Il fatto che Berlusconi si vantasse (sottovoce) di non far guardare la televisione ai suoi bambini dice TUTTO. 
Noi diamo a lui la colpa del declino mentale e culturale, ma lasciarsi inferiorizzare non era obbligatorio. Non era obbligatorio lasciarsi ridurre a una mandria di cafoni beceri e superficiali. Omologati e sguaiati e modaioli e chiassosi. 
Che a tavola ingeriscono spot invece di conversare. 
Con figli che si fanno le pippe sulla selezione estiva delle veline invece di scendere in cortile a giocare. 
Così come non sarebbe obbligatorio completare l’opera subendo una smerdofonizzazione sempre più precoce. Mettendo le perniciose protesi cerebrali in mano a povere creature che non hanno ancora imparato a parlare, e che hanno solo bisogno di qualcuno che gli racconti delle storie. Che non sono le stronzate su staminchiagram (anche la bella parola “Storie” ci siamo lasciati scippare!!!!). Ma l’inventarsi, o il leggere, delle favole.
Già, qualcuno che abbia ancora il tempo di leggere.
Qualcuno che sappia ancora leggere.
Già.



venerdì 23 novembre 2018

"Commiato degli uomini buoni" come idea-regalo per le prossime festività invernali.



[Quando pubblico una cosa molto carina ma che costa pochissimo, e propongo agli amici di farne un regalo di Natale, mi arriva spesso questa strana obiezione: “Grazie, ma come regalo le persone preferiscono qualcosa di più prestigioso, che rubi l’occhio e che costi di più”. Già: c’è di sicuro un sacco di gente che preferisce ricevere il nuovo volumazzo di Vespa, che magari non aprirà mai. Ma tutti voi che mi leggete avete parecchi amici intelligenti e buongustai, lo so, e allora sareste sorpresi dall’entusiasmo con cui apprezzerebbero una piccola perla come “Commiato degli uomini buoni”. È come regalare un fiorellino di campo invece di una brutta cravatta. La brutta cravatta rischiate di ritrovarvela il mese dopo al mercatino dei regali da riciclare perché sgraditi. Al fiorellino di campo non succederà mai.
(E se un fiore vi pare poco, di libriccini rari e sfiziosi se ne possono scovare d’ogni tipo, dalla narrativa alla poesia, e con questi comporre un bel mazzetto, confezionato con amore e su misura per l’anima di chi lo riceve, come sempre dovrebbe accadere facendo un regalo. Un regalo con cui fare migliore figura di quella che non fareste con mattonazzi che infestano tutte le vetrine).]

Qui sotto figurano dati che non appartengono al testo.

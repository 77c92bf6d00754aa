//! Quote data model
//!
//! # Components
//!
//! - `QuoteRecord`: one extracted quote, optionally carrying its author's biography
//! - `IdentityKey`: the `(text, author)` pair two records must share to be the same quote
//! - `remove_duplicates`: first-seen-order deduplication by identity
//! - `author_slug`: the hyphenated author name used to address biography pages

mod dedup;
mod record;
mod slug;

pub use dedup::remove_duplicates;
pub use record::{clean_text, is_valid, IdentityKey, QuoteRecord};
pub use slug::author_slug;
//! Quote-Harvest: a one-shot quote corpus builder
//!
//! This crate walks a paginated quote listing, extracts and deduplicates the
//! quotes it finds, enriches each one with its author's biography using a
//! bounded pool of concurrent lookups, and persists the enriched set to SQLite
//! as a single all-or-nothing unit of work.

pub mod config;
pub mod crawler;
pub mod output;
pub mod quote;
pub mod storage;

use thiserror::Error;

pub use crawler::{ExtractError, FetchError};

/// Main error type for Quote-Harvest operations
#[derive(Debug, Error)]
pub enum HarvestError {
    #[error("Configuration error: {0}")]
    Config(#[from] ConfigError),

    #[error("Fetch error: {0}")]
    Fetch(#[from] FetchError),

    #[error("Extraction error for {url}: {source}")]
    Extract { url: String, source: ExtractError },

    #[error("Crawl aborted at {url}: {source}")]
    Crawl { url: String, source: FetchError },

    #[error("Unusable next link '{href}' on {url}: {source}")]
    NextLink {
        url: String,
        href: String,
        source: ::url::ParseError,
    },

    #[error("Storage error: {0}")]
    Storage(#[from] storage::StorageError),

    #[error("URL parse error: {0}")]
    UrlParse(#[from] ::url::ParseError),

    #[error("HTTP client error: {0}")]
    Reqwest(#[from] reqwest::Error),
}

/// Coarse classification of a [`HarvestError`], consumed by each stage's
/// recovery policy
#[derive(Debug, Clone, Copy, PartialEq, Eq, Hash)]
pub enum ErrorKind {
    /// Network failure or non-2xx response
    Transport,

    /// An expected node or value was absent from the markup
    MissingField,

    /// The record store rejected a write or a transaction step
    Persistence,

    /// Bad configuration or process bootstrap failure
    Config,
}

impl HarvestError {
    /// Returns the kind of failure this error represents
    pub fn kind(&self) -> ErrorKind {
        match self {
            Self::Fetch(_) | Self::Crawl { .. } | Self::Reqwest(_) => ErrorKind::Transport,
            Self::Extract { .. } | Self::NextLink { .. } => ErrorKind::MissingField,
            Self::Storage(_) => ErrorKind::Persistence,
            Self::Config(_) | Self::UrlParse(_) => ErrorKind::Config,
        }
    }
}

/// Configuration-specific errors
#[derive(Debug, Error)]
pub enum ConfigError {
    #[error("Failed to read config file: {0}")]
    Io(#[from] std::io::Error),

    #[error("Failed to parse TOML: {0}")]
    Parse(#[from] toml::de::Error),

    #[error("Validation error: {0}")]
    Validation(String),

    #[error("Invalid URL in config: {0}")]
    InvalidUrl(String),
}

// Re-export commonly used types
pub use config::Config;
pub use crawler::{harvest, HarvestReport, Pipeline};
pub use quote::{author_slug, clean_text, remove_duplicates, QuoteRecord};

«Il cielo era un ventre argentato e gravido, rigonfio di fiocchi. E quando questi cominciarono a precipitare, sulle prime radi e incerti, e via via sempre più grossi e fitti, mentre ancora la vasca finiva lentamente di riempirsi, Bernhard Löwe ritornò con la mente alla placida gioia delle nevicate che osservava da bambino, da solo alla finestra, in estasi, le ginocchia su una sedia per poter appoggiare i gomiti al davanzale interno, com’era felice, e come gli piaceva perdersi nella danza felpata dei fiocchi che cadevano, ascoltarne la melodia silente, fissarsi con lo sguardo verso l’alto per lasciarsi ipnotizzare, perché se lo facevi abbastanza a lungo ottenevi l’effetto di ribaltare le sensazioni di movimento: non erano più i fiocchi che scendevano e atterravano con delicato ma percettibile rumore, eri tu che salivi, dentro un invisibile ascensore verso le nuvole e oltre le nuvole, una vertiginosa Ascensione atea verso nuove dimensioni.
Essere neve. Ma neve che sale.

In fondo, anche quella spaventosa frase sull’abisso poteva essere ribaltata: se scruti abbastanza a lungo nelle profondità del cielo, anche il cielo scruterà dentro te.»




Concludo regalandovi qualche dritta su altri romanzi brevissimi e brevi a cui attingere per comporre il vostro cadeau personalizzato:

AGOTA KRISTOF "Ieri"
BOHUMIL HRABAL "Una solitudine troppo rumorosa"
PAOLO ZARDI "Il signor Bovary"
ANNIE PROULX "I segreti di Brokeback Mountain"
RACHID O. "Cioccolata calda"
IVAN COTRONEO "Un bacio"
ERRI DE LUCA "Montedidio"
OGAWA YOKO "L'anulare"
LEONARDO SCIASCIA "Una storia semplice"
THOMAS BERNHARD "Camminare"
NICOLA PEZZOLI "Pazzoteca La Paz"
CARSON McCULLERS "Riflessi in un occhio d'oro"


lunedì 19 novembre 2018

Chiudersi fuori


Senza chiavi si è schiavi, e si rimane chiusi fuori. Senza intelligenza (nel suo originale significato di intelligere) non si gustano i Romanzi. Quando, in “Quattro soli a motore”, mettendo in scena le atmosfere di certe messe vespertine del mese di maggio, scrivo “le vecchie che non volevano morire”, il lettore un po’ sprovveduto pensa che l’impertinente Corradino stia dicendo “non sarebbe ora di schiattare?”, mentre invece ne sto descrivendo l’isterica e invasata pretesa di resurrezione e Paradiso – madre di tutte le superstizioni popolari, di tutti i fanatismi e di tutte le paure fomentate dal potere – l’abbarbicato voler persistere di ogni piccolissimo, meschino, peloso Ego in un sempiterno Io-Proprio Io-Sempre Io, con quel preciso corpo, quel preciso nome da difendere con le unghie, quel preciso codice fiscale, contrapposto al desiderio di dissolversi e sparire (o alla serena accettazione di provvisorietà e non individualità) di molti spiriti maggiori, anche quando profondamente religiosi.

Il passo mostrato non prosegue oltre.